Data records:
§

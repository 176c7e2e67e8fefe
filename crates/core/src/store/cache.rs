//! Read-snapshot cache and write-handle limiter in front of the bucket files.

use lru::LruCache;
use std::collections::HashSet;
use std::sync::{Arc, Mutex, PoisonError};
use std::time::{Duration, Instant};
use tokio::sync::{OwnedSemaphorePermit, Semaphore};
use tracing::debug;

use super::{Bucket, StoreError};
use crate::config::CacheConfig;
use crate::metrics::{CACHE_EVICTIONS, CACHE_LOOKUPS};
use crate::normalize::BucketKey;

struct CachedBucket {
    bucket: Arc<Bucket>,
    loaded_at: Instant,
}

/// Cache statistics.
#[derive(Debug, Clone, Copy, PartialEq, Eq)]
pub struct CacheStats {
    /// Cached read snapshots.
    pub entries: usize,
    /// Buckets with an open write handle.
    pub open_writers: usize,
    /// Write handles that can still be opened without waiting.
    pub available_write_slots: usize,
}

/// Bounded cache of bucket snapshots.
///
/// Snapshots older than the TTL are reloaded. When the cache grows past
/// `max_entries`, the `drop_take` least recently used entries are dropped in
/// one pass; buckets with an open writer are never dropped. Write handles are
/// limited by a semaphore so callers wait instead of piling up open files.
pub struct EvictionCache {
    config: CacheConfig,
    entries: Mutex<LruCache<BucketKey, CachedBucket>>,
    writers: Arc<Mutex<HashSet<BucketKey>>>,
    write_slots: Arc<Semaphore>,
}

/// A held write slot. Releases the slot and the writer mark on drop.
pub struct WriteSlot {
    key: BucketKey,
    writers: Arc<Mutex<HashSet<BucketKey>>>,
    _permit: OwnedSemaphorePermit,
}

impl Drop for WriteSlot {
    fn drop(&mut self) {
        self.writers
            .lock()
            .unwrap_or_else(PoisonError::into_inner)
            .remove(&self.key);
    }
}

impl EvictionCache {
    pub fn new(config: CacheConfig) -> Self {
        let write_slots = Arc::new(Semaphore::new(config.max_open_writers));
        Self {
            config,
            entries: Mutex::new(LruCache::unbounded()),
            writers: Arc::new(Mutex::new(HashSet::new())),
            write_slots,
        }
    }

    fn ttl(&self) -> Duration {
        Duration::from_secs(self.config.ttl_secs)
    }

    /// Cached snapshot of `key`, if present and fresh.
    pub fn get(&self, key: &BucketKey) -> Option<Arc<Bucket>> {
        if !self.config.enabled {
            return None;
        }

        let mut entries = self.entries.lock().unwrap_or_else(PoisonError::into_inner);
        let expired = match entries.peek(key) {
            Some(cached) => cached.loaded_at.elapsed() > self.ttl(),
            None => {
                CACHE_LOOKUPS.with_label_values(&["miss"]).inc();
                return None;
            }
        };

        if expired {
            if !self.has_writer(key) {
                entries.pop(key);
                CACHE_EVICTIONS.inc();
            }
            CACHE_LOOKUPS.with_label_values(&["expired"]).inc();
            return None;
        }

        CACHE_LOOKUPS.with_label_values(&["hit"]).inc();
        entries.get(key).map(|cached| Arc::clone(&cached.bucket))
    }

    /// Store a fresh snapshot, shrinking the cache if it grew past its bound.
    pub fn insert(&self, key: BucketKey, bucket: Arc<Bucket>) {
        if !self.config.enabled {
            return;
        }

        let mut entries = self.entries.lock().unwrap_or_else(PoisonError::into_inner);
        entries.put(
            key,
            CachedBucket {
                bucket,
                loaded_at: Instant::now(),
            },
        );

        if entries.len() > self.config.max_entries {
            let dropped = self.evict_locked(&mut entries, self.config.drop_take);
            debug!(dropped, remaining = entries.len(), "Bucket cache shrunk");
        }
    }

    fn has_writer(&self, key: &BucketKey) -> bool {
        self.writers
            .lock()
            .unwrap_or_else(PoisonError::into_inner)
            .contains(key)
    }

    pub fn invalidate(&self, key: &BucketKey) {
        self.entries
            .lock()
            .unwrap_or_else(PoisonError::into_inner)
            .pop(key);
    }

    /// Drop up to `count` least recently used snapshots. Returns how many were dropped.
    pub fn evict_oldest(&self, count: usize) -> usize {
        let mut entries = self.entries.lock().unwrap_or_else(PoisonError::into_inner);
        self.evict_locked(&mut entries, count)
    }

    fn evict_locked(&self, entries: &mut LruCache<BucketKey, CachedBucket>, count: usize) -> usize {
        let writers = self.writers.lock().unwrap_or_else(PoisonError::into_inner);
        let victims: Vec<BucketKey> = entries
            .iter()
            .rev()
            .filter(|(key, _)| !writers.contains(*key))
            .take(count)
            .map(|(key, _)| key.clone())
            .collect();
        drop(writers);

        for key in &victims {
            entries.pop(key);
        }
        CACHE_EVICTIONS.inc_by(victims.len() as u64);
        victims.len()
    }

    /// Drop every snapshot older than the TTL, except buckets with an open writer.
    pub fn purge_expired(&self) -> usize {
        let ttl = self.ttl();
        let mut entries = self.entries.lock().unwrap_or_else(PoisonError::into_inner);
        let writers = self.writers.lock().unwrap_or_else(PoisonError::into_inner);
        let expired: Vec<BucketKey> = entries
            .iter()
            .filter(|(key, cached)| cached.loaded_at.elapsed() > ttl && !writers.contains(*key))
            .map(|(key, _)| key.clone())
            .collect();
        drop(writers);
        for key in &expired {
            entries.pop(key);
        }
        CACHE_EVICTIONS.inc_by(expired.len() as u64);
        expired.len()
    }

    pub fn clear(&self) {
        self.entries
            .lock()
            .unwrap_or_else(PoisonError::into_inner)
            .clear();
    }

    /// Wait for a free write slot and mark `key` as having an open writer.
    pub async fn acquire_write_slot(&self, key: &BucketKey) -> Result<WriteSlot, StoreError> {
        let permit = Arc::clone(&self.write_slots)
            .acquire_owned()
            .await
            .map_err(|_| StoreError::WriteSlotClosed)?;
        self.writers
            .lock()
            .unwrap_or_else(PoisonError::into_inner)
            .insert(key.clone());
        Ok(WriteSlot {
            key: key.clone(),
            writers: Arc::clone(&self.writers),
            _permit: permit,
        })
    }

    /// Refuse new write handles; waiting callers get [`StoreError::WriteSlotClosed`].
    pub fn close_writes(&self) {
        self.write_slots.close();
    }

    pub fn stats(&self) -> CacheStats {
        CacheStats {
            entries: self
                .entries
                .lock()
                .unwrap_or_else(PoisonError::into_inner)
                .len(),
            open_writers: self
                .writers
                .lock()
                .unwrap_or_else(PoisonError::into_inner)
                .len(),
            available_write_slots: self.write_slots.available_permits(),
        }
    }
}

#[cfg(test)]
mod tests {
    use super::*;
    use crate::record::TorrentRecord;

    fn config(max_entries: usize, drop_take: usize) -> CacheConfig {
        CacheConfig {
            max_entries,
            drop_take,
            max_open_writers: 2,
            ..Default::default()
        }
    }

    fn key(i: usize) -> BucketKey {
        BucketKey::from_raw(format!("k{i}:k{i}"))
    }

    fn bucket(url: &str) -> Arc<Bucket> {
        let mut b = Bucket::new();
        b.insert(url.to_string(), TorrentRecord::new("t", url, "x", "x", "x"));
        Arc::new(b)
    }

    #[test]
    fn test_get_hit_and_miss() {
        let cache = EvictionCache::new(config(10, 2));
        assert!(cache.get(&key(1)).is_none());
        cache.insert(key(1), bucket("a"));
        let hit = cache.get(&key(1)).unwrap();
        assert!(hit.contains_key("a"));
    }

    #[test]
    fn test_disabled_cache_never_stores() {
        let cache = EvictionCache::new(CacheConfig {
            enabled: false,
            ..Default::default()
        });
        cache.insert(key(1), bucket("a"));
        assert!(cache.get(&key(1)).is_none());
        assert_eq!(cache.stats().entries, 0);
    }

    #[test]
    fn test_expired_entry_is_reloaded() {
        let cache = EvictionCache::new(CacheConfig {
            ttl_secs: 0,
            ..Default::default()
        });
        cache.insert(key(1), bucket("a"));
        std::thread::sleep(Duration::from_millis(5));
        assert!(cache.get(&key(1)).is_none());
        assert_eq!(cache.stats().entries, 0);
    }

    #[test]
    fn test_purge_expired() {
        let cache = EvictionCache::new(CacheConfig {
            ttl_secs: 0,
            ..Default::default()
        });
        cache.insert(key(1), bucket("a"));
        cache.insert(key(2), bucket("b"));
        std::thread::sleep(Duration::from_millis(5));
        assert_eq!(cache.purge_expired(), 2);
        assert_eq!(cache.stats().entries, 0);
    }

    #[test]
    fn test_overflow_evicts_oldest_batch() {
        let cache = EvictionCache::new(config(4, 3));
        for i in 0..4 {
            cache.insert(key(i), bucket("a"));
        }
        // Touch k0 so it becomes most recently used.
        assert!(cache.get(&key(0)).is_some());

        cache.insert(key(4), bucket("a"));

        // 5 entries > 4: the three oldest (k1, k2, k3) go at once.
        assert_eq!(cache.stats().entries, 2);
        assert!(cache.get(&key(0)).is_some());
        assert!(cache.get(&key(4)).is_some());
        assert!(cache.get(&key(1)).is_none());
    }

    #[tokio::test]
    async fn test_eviction_skips_open_writers() {
        let cache = EvictionCache::new(config(100, 2));
        for i in 0..3 {
            cache.insert(key(i), bucket("a"));
        }

        let slot = cache.acquire_write_slot(&key(0)).await.unwrap();
        assert_eq!(cache.evict_oldest(2), 2);
        assert!(cache.get(&key(0)).is_some());
        assert!(cache.get(&key(1)).is_none());
        drop(slot);

        assert_eq!(cache.evict_oldest(10), 1);
    }

    #[tokio::test]
    async fn test_expiry_keeps_open_writers() {
        let cache = EvictionCache::new(CacheConfig {
            ttl_secs: 0,
            ..Default::default()
        });
        cache.insert(key(1), bucket("a"));
        cache.insert(key(2), bucket("b"));
        let slot = cache.acquire_write_slot(&key(1)).await.unwrap();
        std::thread::sleep(Duration::from_millis(5));

        assert!(cache.get(&key(1)).is_none());
        assert_eq!(cache.purge_expired(), 1);
        assert_eq!(cache.stats().entries, 1);

        drop(slot);
        assert_eq!(cache.purge_expired(), 1);
        assert_eq!(cache.stats().entries, 0);
    }

    #[tokio::test]
    async fn test_write_slots_are_bounded() {
        let cache = Arc::new(EvictionCache::new(config(10, 2)));
        let a = cache.acquire_write_slot(&key(1)).await.unwrap();
        let _b = cache.acquire_write_slot(&key(2)).await.unwrap();
        assert_eq!(cache.stats().available_write_slots, 0);
        assert_eq!(cache.stats().open_writers, 2);

        let waiter = {
            let cache = Arc::clone(&cache);
            tokio::spawn(async move { cache.acquire_write_slot(&key(3)).await.map(|_| ()) })
        };
        tokio::time::sleep(Duration::from_millis(20)).await;
        assert!(!waiter.is_finished());

        drop(a);
        waiter.await.unwrap().unwrap();
    }

    #[tokio::test]
    async fn test_close_writes() {
        let cache = EvictionCache::new(config(10, 2));
        cache.close_writes();
        assert!(matches!(
            cache.acquire_write_slot(&key(1)).await,
            Err(StoreError::WriteSlotClosed)
        ));
    }
}
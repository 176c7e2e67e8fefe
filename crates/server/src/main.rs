use std::net::SocketAddr;
use std::path::PathBuf;
use std::sync::Arc;

use anyhow::{Context, Result};
use sha2::{Digest, Sha256};
use tokio::signal;
use tracing::{error, info, warn};
use tracing_subscriber::{layer::SubscriberExt, util::SubscriberInitExt};

use magnetdb_core::{
    load_config, validate_config, BucketStore, MergeEngine, SanitizedConfig, SyncManager,
};
use magnetdb_server::api::create_router;
use magnetdb_server::state::AppState;
use magnetdb_server::tasks::Housekeeping;

/// Application version
const VERSION: &str = env!("CARGO_PKG_VERSION");

#[tokio::main]
async fn main() {
    if let Err(e) = run().await {
        error!("Fatal error: {:#}", e);
        std::process::exit(1);
    }
}

async fn run() -> Result<()> {
    // Initialize logging
    tracing_subscriber::registry()
        .with(
            tracing_subscriber::EnvFilter::try_from_default_env()
                .unwrap_or_else(|_| "info,tower_http=debug".into()),
        )
        .with(tracing_subscriber::fmt::layer())
        .init();

    // Determine config path
    let config_path = std::env::var("MAGNETDB_CONFIG")
        .map(PathBuf::from)
        .unwrap_or_else(|_| PathBuf::from("config.toml"));

    // Load configuration
    info!("Loading configuration from {:?}", config_path);
    let config = load_config(&config_path)
        .with_context(|| format!("Failed to load config from {:?}", config_path))?;

    // Validate configuration
    validate_config(&config).context("Configuration validation failed")?;

    let sanitized = SanitizedConfig::from(&config);
    let config_json = serde_json::to_string(&sanitized).unwrap_or_default();
    let config_hash = format!("{:x}", Sha256::digest(config_json.as_bytes()));
    info!(
        version = VERSION,
        config_hash = &config_hash[..16],
        "Configuration loaded successfully"
    );
    info!("Effective configuration: {}", config_json);

    // Open the bucket store (loads or rebuilds the master index)
    let store = Arc::new(
        BucketStore::open(&config.storage, config.cache.clone())
            .await
            .with_context(|| format!("Failed to open store at {:?}", config.storage.data_dir))?,
    );
    info!(
        buckets = store.master().len(),
        root = %store.root().display(),
        "Bucket store opened"
    );

    let engine = Arc::new(MergeEngine::new(Arc::clone(&store), &config.merge));

    // Replication
    let sync = Arc::new(
        SyncManager::new(
            &config.sync,
            Arc::clone(&engine),
            &config.storage.sync_dir(),
        )
        .context("Failed to create sync manager")?,
    );
    sync.start().await;

    // Housekeeping
    let housekeeping = Housekeeping::new(Arc::clone(&store), &config);
    housekeeping.start().await;

    // Create app state and router
    let state = Arc::new(AppState::new(config.clone(), engine, Arc::clone(&sync)));
    let app = create_router(state);

    // Start server
    let addr = SocketAddr::new(config.server.host, config.server.port);
    info!("Starting server on {}", addr);

    let listener = tokio::net::TcpListener::bind(addr)
        .await
        .with_context(|| format!("Failed to bind to {}", addr))?;

    // Run server with graceful shutdown
    let served = axum::serve(
        listener,
        app.into_make_service_with_connect_info::<SocketAddr>(),
    )
    .with_graceful_shutdown(shutdown_signal())
    .await
    .context("Server error");

    info!("Server shutting down...");

    // Let in-flight pages finish, then persist the index
    sync.stop().await;
    housekeeping.stop().await;
    store.cache().close_writes();

    match store.save_master().await {
        Ok(buckets) => info!(buckets, "Master index saved"),
        Err(e) => warn!(error = %e, "Failed to save master index on shutdown"),
    }

    served
}

/// Wait for shutdown signal (Ctrl+C or SIGTERM)
async fn shutdown_signal() {
    let ctrl_c = async {
        signal::ctrl_c()
            .await
            .expect("Failed to install Ctrl+C handler");
    };

    #[cfg(unix)]
    let terminate = async {
        signal::unix::signal(signal::unix::SignalKind::terminate())
            .expect("Failed to install SIGTERM handler")
            .recv()
            .await;
    };

    #[cfg(not(unix))]
    let terminate = std::future::pending::<()>();

    tokio::select! {
        _ = ctrl_c => {},
        _ = terminate => {},
    }
}
//! Prometheus metrics for observability.
//!
//! Server-side metrics live here:
//! - HTTP request metrics (latency, counts, rejected maintenance calls)
//! - Store and cache gauges (collected dynamically)
//! - Replication gauges per peer (collected dynamically)
//! - Housekeeping task counters
//!
//! Merge, bucket and replication counters are defined in
//! `magnetdb_core::metrics` and registered into the same registry.

use once_cell::sync::Lazy;
use prometheus::{
    self, Encoder, HistogramOpts, HistogramVec, IntCounter, IntCounterVec, IntGauge, IntGaugeVec,
    Opts, Registry, TextEncoder,
};

/// Global metrics registry.
pub static REGISTRY: Lazy<Registry> = Lazy::new(|| {
    let registry = Registry::new();
    register_metrics(&registry);
    registry
});

// =============================================================================
// HTTP Request Metrics
// =============================================================================

/// HTTP request duration in seconds.
pub static HTTP_REQUEST_DURATION: Lazy<HistogramVec> = Lazy::new(|| {
    HistogramVec::new(
        HistogramOpts::new(
            "magnetdb_http_request_duration_seconds",
            "HTTP request duration in seconds",
        )
        .buckets(vec![
            0.001, 0.005, 0.01, 0.025, 0.05, 0.1, 0.25, 0.5, 1.0, 2.5, 5.0, 10.0, 30.0,
        ]),
        &["method", "path", "status"],
    )
    .unwrap()
});

/// HTTP requests total count.
pub static HTTP_REQUESTS_TOTAL: Lazy<IntCounterVec> = Lazy::new(|| {
    IntCounterVec::new(
        Opts::new("magnetdb_http_requests_total", "Total HTTP requests"),
        &["method", "path", "status"],
    )
    .unwrap()
});

/// HTTP requests currently in flight.
pub static HTTP_REQUESTS_IN_FLIGHT: Lazy<IntGauge> = Lazy::new(|| {
    IntGauge::new(
        "magnetdb_http_requests_in_flight",
        "Number of HTTP requests currently being processed",
    )
    .unwrap()
});

/// Maintenance requests refused because they did not come from loopback.
pub static DEV_REQUESTS_REJECTED: Lazy<IntCounter> = Lazy::new(|| {
    IntCounter::new(
        "magnetdb_dev_requests_rejected_total",
        "Maintenance requests rejected for a non-loopback client",
    )
    .unwrap()
});

// =============================================================================
// Store Metrics
// =============================================================================

/// Buckets in the master index.
pub static STORE_BUCKETS: Lazy<IntGauge> = Lazy::new(|| {
    IntGauge::new("magnetdb_store_buckets", "Number of buckets in the master index").unwrap()
});

/// Cached read snapshots.
pub static CACHE_ENTRIES: Lazy<IntGauge> = Lazy::new(|| {
    IntGauge::new("magnetdb_cache_entries", "Number of cached bucket snapshots").unwrap()
});

/// Open bucket write handles.
pub static CACHE_OPEN_WRITERS: Lazy<IntGauge> = Lazy::new(|| {
    IntGauge::new(
        "magnetdb_cache_open_writers",
        "Number of buckets with an open write handle",
    )
    .unwrap()
});

// =============================================================================
// Replication Metrics
// =============================================================================

/// Whether the sync manager is running.
pub static SYNC_RUNNING: Lazy<IntGauge> = Lazy::new(|| {
    IntGauge::new("magnetdb_sync_running", "Whether peer replication is running").unwrap()
});

/// Last persisted replication cursor per peer.
pub static SYNC_LASTSYNC: Lazy<IntGaugeVec> = Lazy::new(|| {
    IntGaugeVec::new(
        Opts::new(
            "magnetdb_sync_lastsync",
            "Replication cursor (file time) per peer",
        ),
        &["peer"],
    )
    .unwrap()
});

/// Failed replication cycles per peer since startup.
pub static SYNC_PEER_FAILURES: Lazy<IntGaugeVec> = Lazy::new(|| {
    IntGaugeVec::new(
        Opts::new(
            "magnetdb_sync_peer_failures",
            "Failed replication cycles per peer since startup",
        ),
        &["peer"],
    )
    .unwrap()
});

// =============================================================================
// Housekeeping Metrics
// =============================================================================

/// Expired snapshots dropped by the purge task.
pub static CACHE_PURGED_TOTAL: Lazy<IntCounter> = Lazy::new(|| {
    IntCounter::new(
        "magnetdb_cache_purged_total",
        "Expired bucket snapshots dropped by the purge task",
    )
    .unwrap()
});

/// Master index snapshot writes by result.
pub static MASTER_SAVES_TOTAL: Lazy<IntCounterVec> = Lazy::new(|| {
    IntCounterVec::new(
        Opts::new(
            "magnetdb_master_saves_total",
            "Master index snapshot writes",
        ),
        &["result"],
    )
    .unwrap()
});

// =============================================================================
// Registration
// =============================================================================

fn register_metrics(registry: &Registry) {
    // HTTP
    registry
        .register(Box::new(HTTP_REQUEST_DURATION.clone()))
        .unwrap();
    registry
        .register(Box::new(HTTP_REQUESTS_TOTAL.clone()))
        .unwrap();
    registry
        .register(Box::new(HTTP_REQUESTS_IN_FLIGHT.clone()))
        .unwrap();
    registry
        .register(Box::new(DEV_REQUESTS_REJECTED.clone()))
        .unwrap();

    // Store
    registry.register(Box::new(STORE_BUCKETS.clone())).unwrap();
    registry.register(Box::new(CACHE_ENTRIES.clone())).unwrap();
    registry
        .register(Box::new(CACHE_OPEN_WRITERS.clone()))
        .unwrap();

    // Replication
    registry.register(Box::new(SYNC_RUNNING.clone())).unwrap();
    registry.register(Box::new(SYNC_LASTSYNC.clone())).unwrap();
    registry
        .register(Box::new(SYNC_PEER_FAILURES.clone()))
        .unwrap();

    // Housekeeping
    registry
        .register(Box::new(CACHE_PURGED_TOTAL.clone()))
        .unwrap();
    registry
        .register(Box::new(MASTER_SAVES_TOTAL.clone()))
        .unwrap();

    // Core metrics (merge, buckets, cache, replication)
    for metric in magnetdb_core::metrics::all_metrics() {
        registry.register(metric).unwrap();
    }
}

/// Encode all metrics as Prometheus text format.
pub fn encode_metrics() -> String {
    let encoder = TextEncoder::new();
    let metric_families = REGISTRY.gather();
    let mut buffer = Vec::new();
    encoder.encode(&metric_families, &mut buffer).unwrap();
    String::from_utf8(buffer).unwrap()
}

/// Collect dynamic metrics from current application state.
///
/// Called before encoding so gauges reflect the store and the replicators
/// at scrape time.
pub async fn collect_dynamic_metrics(state: &crate::state::AppState) {
    let store = state.store();
    STORE_BUCKETS.set(store.master().len() as i64);

    let cache = store.cache().stats();
    CACHE_ENTRIES.set(cache.entries as i64);
    CACHE_OPEN_WRITERS.set(cache.open_writers as i64);

    let sync = state.sync();
    SYNC_RUNNING.set(if sync.is_running() { 1 } else { 0 });
    for status in sync.statuses().await {
        SYNC_LASTSYNC
            .with_label_values(&[&status.peer])
            .set(status.lastsync);
        SYNC_PEER_FAILURES
            .with_label_values(&[&status.peer])
            .set(status.failures as i64);
    }
}

/// Route label for a request: the matched route template, or a fixed label
/// for requests no route matched.
pub fn route_label(matched: Option<&str>) -> String {
    matched.unwrap_or("unmatched").to_string()
}
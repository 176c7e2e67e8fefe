use axum::{
    middleware,
    routing::{get, post},
    Router,
};
use std::sync::Arc;
use tower_http::trace::TraceLayer;

use super::middleware::{loopback_only, metrics_middleware};
use super::{dev, handlers, sync};
use crate::state::AppState;

pub fn create_router(state: Arc<AppState>) -> Router {
    // Replication endpoints served to peers
    let sync_routes = Router::new()
        .route("/conf", get(sync::conf))
        .route("/fdb/torrents", get(sync::fdb_torrents))
        .route("/torrents", get(sync::torrents))
        .route("/status", get(sync::status));

    // Maintenance, loopback clients only
    let dev_routes = Router::new()
        .route("/rebuild_search_names", post(dev::rebuild_search_names))
        .route("/migrate_record", post(dev::migrate_record))
        .route("/remove_bucket", post(dev::remove_bucket))
        .route("/find_duplicate_keys", get(dev::find_duplicate_keys))
        .route("/find_corrupt", get(dev::find_corrupt))
        .route("/rebuild_master", post(dev::rebuild_master))
        .route("/save_master", post(dev::save_master))
        .layer(middleware::from_fn(loopback_only));

    Router::new()
        .route("/health", get(handlers::health))
        .route("/config", get(handlers::get_config))
        .route("/metrics", get(handlers::metrics))
        .nest("/sync", sync_routes)
        .nest("/dev", dev_routes)
        .layer(middleware::from_fn(metrics_middleware))
        .layer(TraceLayer::new_for_http())
        .with_state(state)
}
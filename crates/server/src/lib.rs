pub mod api;
pub mod metrics;
pub mod state;
pub mod tasks;
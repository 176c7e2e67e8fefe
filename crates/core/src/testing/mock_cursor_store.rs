//! In-memory cursor store for testing.

use async_trait::async_trait;
use std::sync::atomic::{AtomicUsize, Ordering};
use std::sync::Arc;
use tokio::sync::RwLock;

use crate::sync::{CursorStore, Cursors, SyncError};

/// [`CursorStore`] kept in memory, counting every save.
#[derive(Debug, Clone, Default)]
pub struct MemoryCursorStore {
    cursors: Arc<RwLock<Cursors>>,
    saves: Arc<AtomicUsize>,
}

impl MemoryCursorStore {
    pub fn new() -> Self {
        Self::default()
    }

    /// Start from previously saved cursors.
    pub fn with_cursors(cursors: Cursors) -> Self {
        Self {
            cursors: Arc::new(RwLock::new(cursors)),
            saves: Arc::new(AtomicUsize::new(0)),
        }
    }

    /// Number of `save_*` calls so far.
    pub fn save_count(&self) -> usize {
        self.saves.load(Ordering::SeqCst)
    }
}

#[async_trait]
impl CursorStore for MemoryCursorStore {
    async fn load(&self) -> Result<Cursors, SyncError> {
        Ok(*self.cursors.read().await)
    }

    async fn save_lastsync(&self, value: i64) -> Result<(), SyncError> {
        self.saves.fetch_add(1, Ordering::SeqCst);
        self.cursors.write().await.lastsync = value;
        Ok(())
    }

    async fn save_starsync(&self, value: i64) -> Result<(), SyncError> {
        self.saves.fetch_add(1, Ordering::SeqCst);
        self.cursors.write().await.starsync = value;
        Ok(())
    }
}
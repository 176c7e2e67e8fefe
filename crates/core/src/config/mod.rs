mod loader;
mod types;
mod validate;

pub use loader::{load_config, load_config_from_str};
pub use types::*;
pub use validate::{validate_config, MAX_PATH_LEVELS};

use thiserror::Error;

#[derive(Debug, Error)]
pub enum ConfigError {
    #[error("Configuration file not found: {0}")]
    FileNotFound(String),

    #[error("Failed to parse configuration: {0}")]
    ParseError(String),

    #[error("Configuration validation failed: {0}")]
    ValidationError(String),
}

§

Assignment -> Pull out the lines above in which the word "LruCache" appears.

Answer ->
use lru::LruCache;
    entries: Mutex<LruCache<BucketKey, CachedBucket>>,
            entries: Mutex::new(LruCache::unbounded()),
    fn evict_locked(&self, entries: &mut LruCache<BucketKey, CachedBucket>, count: usize) -> usize {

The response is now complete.